The failure of Microsoft's Edge to attract users of the new Windows 10 operating system has contributed to the company's overall decline in browser share, analysis of recently-published data shows.
According to several metrics sources, Edge's share of the global Windows 10 user base was significantly lower in January than was Internet Explorer's (IE) share of all Windows users, signaling that Microsoft has not been able to maintain the historical -- or even current -- percentages of Windows customers on its newest browser.
Last month, Edge's share of all Windows 10 users was 26% in U.S.-based analytics firm Net Applications' estimate. That was a decrease of two percentage points from December, and 10 points lower than in September.
(Note: Computerworld's claim that Edge's share of Windows 10 dropped to 23% in December -- reported that month -- was flawed due to a calculation error.)
In comparison, Net Applications' IE-only share of all Windows users was a much more substantial 48%, or nearly double that of Edge on Windows 10. In other words, almost half of all Windows users ran a version of IE last month, while just over one-fourth of Windows 10 users ran Edge.

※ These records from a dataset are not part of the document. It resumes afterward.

use pinpoint_core::document::RASTER_EXTENSIONS;

use crate::app::PinpointApp;

pub fn show(ctx: &egui::Context, app: &mut PinpointApp) {
    egui::TopBottomPanel::top("menu_bar").show(ctx, |ui| {
        egui::MenuBar::new().ui(ui, |ui| {
            ui.menu_button("File", |ui| {
                let open_shortcut =
                    egui::KeyboardShortcut::new(egui::Modifiers::COMMAND, egui::Key::O);
                if ui
                    .add(
                        egui::Button::new("Open...")
                            .shortcut_text(ctx.format_shortcut(&open_shortcut)),
                    )
                    .clicked()
                {
                    ui.close();
                    open_file(app, ctx);
                }

                ui.separator();

                let quit_shortcut =
                    egui::KeyboardShortcut::new(egui::Modifiers::COMMAND, egui::Key::Q);
                if ui
                    .add(
                        egui::Button::new("Quit")
                            .shortcut_text(ctx.format_shortcut(&quit_shortcut)),
                    )
                    .clicked()
                {
                    ui.close();
                    ctx.send_viewport_cmd(egui::ViewportCommand::Close);
                }
            });

            ui.menu_button("Help", |ui| {
                if ui.button("About").clicked() {
                    ui.close();
                    app.show_about = true;
                }
            });
        });

        // Keyboard shortcuts (consumed outside menus)
        if ctx.input_mut(|i| {
            i.consume_shortcut(&egui::KeyboardShortcut::new(
                egui::Modifiers::COMMAND,
                egui::Key::O,
            ))
        }) {
            open_file(app, ctx);
        }
        if ctx.input_mut(|i| {
            i.consume_shortcut(&egui::KeyboardShortcut::new(
                egui::Modifiers::COMMAND,
                egui::Key::Q,
            ))
        }) {
            ctx.send_viewport_cmd(egui::ViewportCommand::Close);
        }
    });
}

/// Pick a document and open it. The dialog blocks the UI thread, as do the
/// loads behind it.
pub(crate) fn open_file(app: &mut PinpointApp, ctx: &egui::Context) {
    if let Some(path) = rfd::FileDialog::new()
        .add_filter("Image files", RASTER_EXTENSIONS)
        .add_filter("PDF files", &["pdf"])
        .add_filter("All files", &["*"])
        .pick_file()
    {
        app.open_document(ctx, &path);
    }
}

Because Edge works only on Windows 10, and IE only on Windows, it's relatively easy to calculate the percentages. That's not the case with other browsers, including Google's Chrome and Mozilla's Firefox, which run on multiple editions of Windows and on rival operating systems, such as Apple's OS X.
Other measurement sources portrayed the same situation: Edge has not held up its side of the bargain for Microsoft.

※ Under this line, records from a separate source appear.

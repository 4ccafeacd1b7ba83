//! Version 1 of the viewer: pan/zoom plus a live pointer coordinate readout.
//!
//! The file to display is given on the command line and coordinates are
//! measured from the bottom-left corner of the bordered bitmap.

use std::path::{Path, PathBuf};

use anyhow::Context as _;
use clap::Parser;

use pinpoint_core::document::Document;
use pinpoint_core::origin::OriginCorner;
use pinpoint_core::viewport::Viewport;

#[derive(Parser)]
#[command(name = "pinpoint-v1", about = "Image/PDF viewer with coordinate display")]
#[command(version)]
struct Cli {
    /// Image (.png/.jpg/.jpeg/.bmp) or PDF file to display
    file: PathBuf,
}

struct ViewerApp {
    texture: egui::TextureHandle,
    image_size: [usize; 2],
    view: Viewport,
    scene_pos: Option<[f32; 2]>,
}

impl ViewerApp {
    fn new(ctx: &egui::Context, path: &Path) -> anyhow::Result<Self> {
        let document = Document::open(path)
            .with_context(|| format!("failed to open {}", path.display()))?;
        let image = egui::ColorImage::from_rgba_unmultiplied(
            [
                document.bitmap.width() as usize,
                document.bitmap.height() as usize,
            ],
            document.bitmap.as_raw(),
        );
        let image_size = image.size;
        let texture = ctx.load_texture("viewport", image, egui::TextureOptions::NEAREST);
        Ok(Self {
            texture,
            image_size,
            view: Viewport::default(),
            scene_pos: None,
        })
    }

    fn bitmap_size(&self) -> [f32; 2] {
        [self.image_size[0] as f32, self.image_size[1] as f32]
    }
}

impl eframe::App for ViewerApp {
    fn update(&mut self, ctx: &egui::Context, _frame: &mut eframe::Frame) {
        egui::TopBottomPanel::bottom("coordinates").show(ctx, |ui| {
            let text = match self.scene_pos {
                Some(scene) => {
                    let [x, y] = OriginCorner::BottomLeft.map(scene, self.bitmap_size());
                    format!("Mouse at: ({x:.1}, {y:.1})")
                }
                None => "Mouse at: (-, -)".to_string(),
            };
            ui.label(text);
        });

        egui::CentralPanel::default().show(ctx, |ui| {
            let rect = ui.available_rect_before_wrap();
            ui.painter()
                .rect_filled(rect, 0.0, egui::Color32::from_gray(30));

            let response = ui.allocate_rect(rect, egui::Sense::click_and_drag());
            let size = self.bitmap_size();
            let center = [rect.center().x, rect.center().y];

            // One discrete zoom step per wheel event.
            let steps = wheel_steps(ui);
            if steps != 0 && response.hovered() {
                if let Some(pointer) = ui.input(|i| i.pointer.hover_pos()) {
                    self.view.wheel_zoom(steps, [pointer.x, pointer.y], center);
                }
            }

            if response.dragged_by(egui::PointerButton::Middle)
                || (response.dragged_by(egui::PointerButton::Primary)
                    && ui.input(|i| i.modifiers.command))
            {
                let delta = response.drag_delta();
                self.view.pan_by([delta.x, delta.y]);
            }

            if response.double_clicked() {
                self.view.fit(size, [rect.width(), rect.height()]);
            }

            match ui.input(|i| i.pointer.hover_pos()).filter(|p| rect.contains(*p)) {
                Some(pos) => {
                    self.scene_pos =
                        Some(self.view.scene_from_screen([pos.x, pos.y], center, size));
                }
                None if self.scene_pos.is_none() => {
                    // Seed the readout from the panel center on the first frame.
                    self.scene_pos = Some(self.view.scene_from_screen(center, center, size));
                }
                None => {}
            }

            let scaled = egui::vec2(size[0], size[1]) * self.view.zoom;
            let img_center = rect.center() + egui::vec2(self.view.pan[0], self.view.pan[1]);
            ui.painter().image(
                self.texture.id(),
                egui::Rect::from_center_size(img_center, scaled),
                egui::Rect::from_min_max(egui::pos2(0.0, 0.0), egui::pos2(1.0, 1.0)),
                egui::Color32::WHITE,
            );
        });
    }
}

fn wheel_steps(ui: &egui::Ui) -> i32 {
    ui.input(|i| {
        i.events
            .iter()
            .map(|event| match event {
                egui::Event::MouseWheel { delta, .. } if delta.y > 0.0 => 1,
                egui::Event::MouseWheel { delta, .. } if delta.y < 0.0 => -1,
                _ => 0,
            })
            .sum()
    })
}

fn main() -> eframe::Result<()> {
    let cli = Cli::parse();

    tracing_subscriber::fmt()
        .with_env_filter(
            tracing_subscriber::EnvFilter::from_default_env()
                .add_directive(tracing::Level::INFO.into()),
        )
        .init();

    let options = eframe::NativeOptions {
        viewport: egui::ViewportBuilder::default()
            .with_inner_size([800.0, 600.0])
            .with_min_inner_size([640.0, 480.0])
            .with_title("Pinpoint v1"),
        ..Default::default()
    };

    eframe::run_native(
        "Pinpoint v1",
        options,
        Box::new(move |cc| Ok(Box::new(ViewerApp::new(&cc.egui_ctx, &cli.file)?))),
    )
}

Irish vendor StatCounter, for example, pegged January's Edge global share of Windows 10 at 13%, while IE's share of all Windows was a more substantial 19%.
A third source, the Digital Analytics Program (DAP), tagged Edge's share of Windows 10 for January at 24%, up one point from December. According to DAP, the IE-only share of all Windows traffic was 40%.
DAP collects and collates visits to more than 4,000 websites on over 400 different domains maintained by U.S. government agencies, including the Internal Revenue Service (IRS) and the U.S. Citizenship and Immigration Services (USCIS). Most, but not all, of the traffic DAP measures originates within the U.S.
The difference between Edge's poor showing and IE's relative success in holding onto Windows users has played a part in the precipitous decline in Microsoft's overall browser share during the past year.
If Edge had held onto Windows 10 users at a rate identical to IE's, Microsoft's total browser share would have been about one-and-a-half percentage points higher in Net Applications' January tally, or 48.4%, rather than the actual 46.9%.
That 1.5-point difference may not seem significant on its own, but it represented more than 13% of Microsoft's overall decline in browser user share over the last 12 months.